PSD (Positive Semi-Definite) (suppl.) — property of the kernel/Gram matrix K: cᵀKc ≥ 0 for all c (all eigenvalues ≥ 0). Mercer: K PSD ⟺ ∃ φ with K(x,y)=⟨φ(x),φ(y)⟩, and it keeps the SVM dual convex.

Slack variable ξᵢ ≥ 0 (soft-margin, supplementary) — how much constraint i is allowed to be violated. ξᵢ = 0 → no violation; 0 < ξᵢ < 1 → inside margin but correctly classified; ξᵢ ≥ 1 → misclassified.

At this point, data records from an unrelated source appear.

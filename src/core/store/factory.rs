//! Store factory for creating stores from configuration.

use super::{MemoryStore, Store};
use crate::core::config::StoreConfig;
use crate::error::Result;
use std::sync::Arc;
use tracing::info;

/// Creates a store instance based on the provided configuration.
///
/// # Examples
///
/// ```
/// use redis_collections::{open_store, StoreConfig};
///
/// let store = open_store(&StoreConfig::InMemory).unwrap();
/// assert!(!store.exists("anything").unwrap());
/// ```
pub fn open_store(config: &StoreConfig) -> Result<Arc<dyn Store>> {
    match config {
        StoreConfig::InMemory => {
            info!("Using in-memory store");
            Ok(Arc::new(MemoryStore::new()))
        }
        StoreConfig::Redis(redis_config) => open_redis(&redis_config.url),
    }
}

#[cfg(feature = "redis")]
fn open_redis(url: &str) -> Result<Arc<dyn Store>> {
    let store = super::RedisStore::connect(url)?;
    Ok(Arc::new(store))
}

#[cfg(not(feature = "redis"))]
fn open_redis(url: &str) -> Result<Arc<dyn Store>> {
    Err(crate::error::CollectionError::Config(format!(
        "redis store requested ({}) but the `redis` feature is disabled",
        url
    )))
}
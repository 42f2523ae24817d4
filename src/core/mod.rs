//! Collection implementations and the store boundary they run on

pub mod bucket;
pub mod codec;
pub mod config;
pub mod list;
pub mod object_hash;
pub mod record_store;
pub mod store;
//! Unit tests for authentication service

use std::sync::Arc;

use chrono::Duration;

use crate::domain::value_objects::BEARER_TOKEN_TYPE;
use crate::errors::{AuthError, DomainError};
use crate::services::auth::{AuthService, CredentialVerifier, InMemoryCredentialStore};
use crate::services::token::{ManualClock, SigningKey, TokenService, TokenServiceConfig};
use jsonwebtoken::Algorithm;

use super::mocks::*;

const SECRET: &[u8] = b"auth-service-test-secret-32-bytes!!";
const TEST_BCRYPT_COST: u32 = 4;

fn token_service(clock: Arc<ManualClock>) -> Arc<TokenService> {
    let config = TokenServiceConfig {
        algorithm: Algorithm::HS256,
        access_token_ttl: Duration::minutes(30),
    };
    let key = SigningKey::from_secret(SECRET, Algorithm::HS256).unwrap();
    Arc::new(TokenService::new(config, key, clock))
}

fn clock() -> Arc<ManualClock> {
    Arc::new(ManualClock::at_timestamp(1_700_000_000))
}

fn service_with(verifier: MockCredentialVerifier) -> AuthService<MockCredentialVerifier> {
    AuthService::new(Arc::new(verifier), token_service(clock()))
}

#[tokio::test]
async fn test_sign_in_success() {
    let service = service_with(MockCredentialVerifier::new().with_user("alice", "s3cret"));

    let response = service.sign_in("alice", "s3cret").await.unwrap();

    assert_eq!(response.username, "alice");
    assert_eq!(response.token_type, BEARER_TOKEN_TYPE);
    assert_eq!(response.expires_in, 1800);
    assert!(service.token_service().validate(response.token.as_str()));
    assert_eq!(
        service
            .token_service()
            .extract_subject(response.token.as_str())
            .unwrap(),
        "alice"
    );
}

#[tokio::test]
async fn test_sign_in_wrong_password() {
    let service = service_with(MockCredentialVerifier::new().with_user("alice", "s3cret"));

    let result = service.sign_in("alice", "wrong").await;

    assert!(matches!(
        result,
        Err(DomainError::Auth(AuthError::AuthenticationFailed))
    ));
}

#[tokio::test]
async fn test_sign_in_unknown_user() {
    let service = service_with(MockCredentialVerifier::new().with_user("alice", "s3cret"));

    let result = service.sign_in("mallory", "s3cret").await;

    assert!(matches!(
        result,
        Err(DomainError::Auth(AuthError::AuthenticationFailed))
    ));
}

#[tokio::test]
async fn test_blank_credentials_skip_verifier() {
    let verifier = Arc::new(MockCredentialVerifier::new().with_user("alice", "s3cret"));
    let service = AuthService::new(Arc::clone(&verifier), token_service(clock()));

    for (username, password) in [("", "s3cret"), ("alice", ""), ("", "")] {
        let result = service.sign_in(username, password).await;
        assert!(matches!(
            result,
            Err(DomainError::Auth(AuthError::AuthenticationFailed))
        ));
    }

    assert_eq!(verifier.call_count(), 0);
}

#[tokio::test]
async fn test_verifier_errors_propagate() {
    let service = AuthService::new(Arc::new(FailingCredentialVerifier), token_service(clock()));

    let result = service.sign_in("alice", "s3cret").await;

    assert!(matches!(result, Err(DomainError::Internal { .. })));
}

#[tokio::test]
async fn test_issued_token_expires_with_clock() {
    let clock = clock();
    let service = AuthService::new(
        Arc::new(MockCredentialVerifier::new().with_user("alice", "s3cret")),
        token_service(Arc::clone(&clock)),
    );

    let response = service.sign_in("alice", "s3cret").await.unwrap();
    assert!(service.token_service().validate(response.token.as_str()));

    clock.advance(Duration::minutes(31));
    assert!(!service.token_service().validate(response.token.as_str()));
}

#[tokio::test]
async fn test_in_memory_store_register_and_verify() {
    let store = InMemoryCredentialStore::with_cost(TEST_BCRYPT_COST);

    let principal = store.register("alice", "s3cret").await.unwrap();
    assert_eq!(principal.username, "alice");
    assert_eq!(store.len().await, 1);

    assert_eq!(store.verify("alice", "s3cret").await.unwrap(), principal);
    assert!(matches!(
        store.verify("alice", "wrong").await,
        Err(DomainError::Auth(AuthError::AuthenticationFailed))
    ));
    assert!(matches!(
        store.verify("bob", "s3cret").await,
        Err(DomainError::Auth(AuthError::AuthenticationFailed))
    ));
}

#[tokio::test]
async fn test_in_memory_store_rejects_duplicates_and_blanks() {
    let store = InMemoryCredentialStore::with_cost(TEST_BCRYPT_COST);
    assert!(store.is_empty().await);

    store.register("alice", "s3cret").await.unwrap();

    assert!(matches!(
        store.register("alice", "other").await,
        Err(DomainError::Auth(AuthError::UserAlreadyExists))
    ));
    assert!(matches!(
        store.register("", "pw").await,
        Err(DomainError::Validation { .. })
    ));
    assert!(matches!(
        store.register("bob", "").await,
        Err(DomainError::Validation { .. })
    ));
}

#[tokio::test]
async fn test_sign_in_with_in_memory_store() {
    let store = InMemoryCredentialStore::with_cost(TEST_BCRYPT_COST);
    store.register("alice", "s3cret").await.unwrap();
    let service = AuthService::new(Arc::new(store), token_service(clock()));

    let response = service.sign_in("alice", "s3cret").await.unwrap();
    assert!(service.token_service().validate(response.token.as_str()));

    assert!(service.sign_in("alice", "nope").await.is_err());
}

C parameter (soft-margin, supplementary) — trade-off knob between margin size and number of violations. Large C → small tolerance for misclassification (narrow margin, overfitting risk); small C → large margin, more violations allowed (more regularization).

Heaviside step Θ(s) — perceptron output activation: Θ(s) = 1 if s ≥ 0, else 0. (NOT sign(s) ∈ {−1,+1}.)

Preactivation s = w·x = w₀·1 + w₁x₁ + … + w_d x_d — the linear combination before applying Θ. The “gradient” in perceptron training is taken w.r.t. this preactivation (slide 44).

Linear separability — the property that two classes can be separated by a hyperplane. Necessary condition for perceptron convergence.


SVM — Maximum Margin Classifier

Setup

Training data: pairs (x₁,y₁), …, (x_N,y_N) with xᵢ ∈ Rⁿ and yᵢ ∈ {+1, −1}.
Find f: Rⁿ → {+1, −1} with f(xᵢ) = yᵢ on training data; classify unseen x via f(x).

Hyperplane

A separating affine hyperplane:

H = {x ∈ Rⁿ | ⟨w, x⟩ + b = 0}

with w ∈ Rⁿ orthogonal to H, b ∈ R.

  • ⟨w, x⟩ + b > 0 → positive class
  • ⟨w, x⟩ + b < 0 → negative class
  • ⟨w, x⟩ + b = 0 → on the hyperplane

Two parallel margin hyperplanes

We canonicalize by demanding:

⟨w, x₁⟩ + b = +1 (closest positive point)
⟨w, x₂⟩ + b = −1 (closest negative point)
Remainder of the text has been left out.